(SOURCE INFORMATION begins)

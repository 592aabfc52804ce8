use crate::similarity::Metric;
use crate::store::LoadOptions;
use serde::{Deserialize, Serialize};
use std::fs;
use std::io::{BufWriter, Write};
use std::path::Path;
use thiserror::Error;

#[derive(Error, Debug)]
pub enum ConfigError {
    #[error("Failed to read or write session file: {0}")]
    IoError(#[from] std::io::Error),
    #[error("Failed to parse TOML session file: {0}")]
    TomlParseError(#[from] toml::de::Error),
    #[error("Failed to serialize session to TOML format: {0}")]
    TomlSerializeError(#[from] toml::ser::Error),
}

/// Defaults for an analysis session, read from a TOML file. Missing tables and
/// keys take their built-in defaults; command-line flags override both.
#[derive(Debug, Clone, Default, PartialEq, Eq, Serialize, Deserialize)]
#[serde(default)]
pub struct SessionConfig {
    pub analysis: AnalysisConfig,
    pub parsing: ParsingConfig,
}

#[derive(Debug, Clone, Default, PartialEq, Eq, Serialize, Deserialize)]
#[serde(default)]
pub struct AnalysisConfig {
    /// Similarity metric name; unknown names resolve to identity.
    pub metric: Metric,
    /// Marker whose call labels each phylogeny leaf.
    #[serde(skip_serializing_if = "Option::is_none")]
    pub annotate_marker: Option<String>,
}

#[derive(Debug, Clone, PartialEq, Eq, Serialize, Deserialize)]
#[serde(default)]
pub struct ParsingConfig {
    pub comment_prefix: String,
}

impl Default for ParsingConfig {
    fn default() -> Self {
        Self {
            comment_prefix: LoadOptions::default().comment_prefix,
        }
    }
}

impl SessionConfig {
    pub fn load(path: &Path) -> Result<Self, ConfigError> {
        let toml_string = fs::read_to_string(path)?;
        let config = toml::from_str(&toml_string)?;
        Ok(config)
    }

    pub fn save(&self, path: &Path) -> Result<(), ConfigError> {
        let toml_string = toml::to_string_pretty(self)?;
        let mut file = BufWriter::new(fs::File::create(path)?);
        file.write_all(toml_string.as_bytes())?;
        file.flush()?;
        Ok(())
    }

    pub fn load_options(&self) -> LoadOptions {
        LoadOptions {
            comment_prefix: self.parsing.comment_prefix.clone(),
        }
    }
}

#[cfg(test)]
mod tests {
    use super::*;
    use tempfile::NamedTempFile;

    #[test]
    fn missing_keys_take_defaults() {
        let config: SessionConfig = toml::from_str("").unwrap();
        assert_eq!(config, SessionConfig::default());
        assert_eq!(config.analysis.metric, Metric::Identity);
        assert_eq!(config.load_options(), LoadOptions::default());
    }

    #[test]
    fn parses_all_sections() {
        let config: SessionConfig = toml::from_str(
            "[analysis]\nmetric = \"halfidentity\"\nannotate_marker = \"rs53576\"\n\n[parsing]\ncomment_prefix = \"//\"\n",
        )
        .unwrap();
        assert_eq!(config.analysis.metric, Metric::HalfIdentity);
        assert_eq!(config.analysis.annotate_marker.as_deref(), Some("rs53576"));
        assert_eq!(config.load_options().comment_prefix, "//");
    }

    #[test]
    fn unknown_metric_falls_back_to_identity() {
        let config: SessionConfig = toml::from_str("[analysis]\nmetric = \"hamming\"\n").unwrap();
        assert_eq!(config.analysis.metric, Metric::Identity);
    }

    #[test]
    fn empty_comment_prefix_loads_every_line() {
        let config: SessionConfig = toml::from_str("[parsing]\ncomment_prefix = \"\"\n").unwrap();
        let store = crate::store::GenotypeStore::from_reader(
            "memory",
            std::io::Cursor::new(b"rs1\t1\t10\tAA\n".as_slice()),
            &config.load_options(),
        )
        .unwrap();
        assert_eq!(store.len(), 1);
    }

    #[test]
    fn save_and_load_round_trip() {
        let file = NamedTempFile::new().expect("Failed to create temp file");
        let original = SessionConfig {
            analysis: AnalysisConfig {
                metric: Metric::HalfIdentity,
                annotate_marker: Some("rs4680".to_string()),
            },
            parsing: ParsingConfig::default(),
        };
        original.save(file.path()).expect("Failed to save session");
        let loaded = SessionConfig::load(file.path()).expect("Failed to load session");
        assert_eq!(loaded, original);
    }
}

(SOURCE INFORMATION ends)

● **TASK**: Would you please copy every line in the data that contains the word "LoadOptions"?

● **EXERCISE ANSWER**:
use crate::store::LoadOptions;
            comment_prefix: LoadOptions::default().comment_prefix,
    pub fn load_options(&self) -> LoadOptions {
        LoadOptions {
        assert_eq!(config.load_options(), LoadOptions::default());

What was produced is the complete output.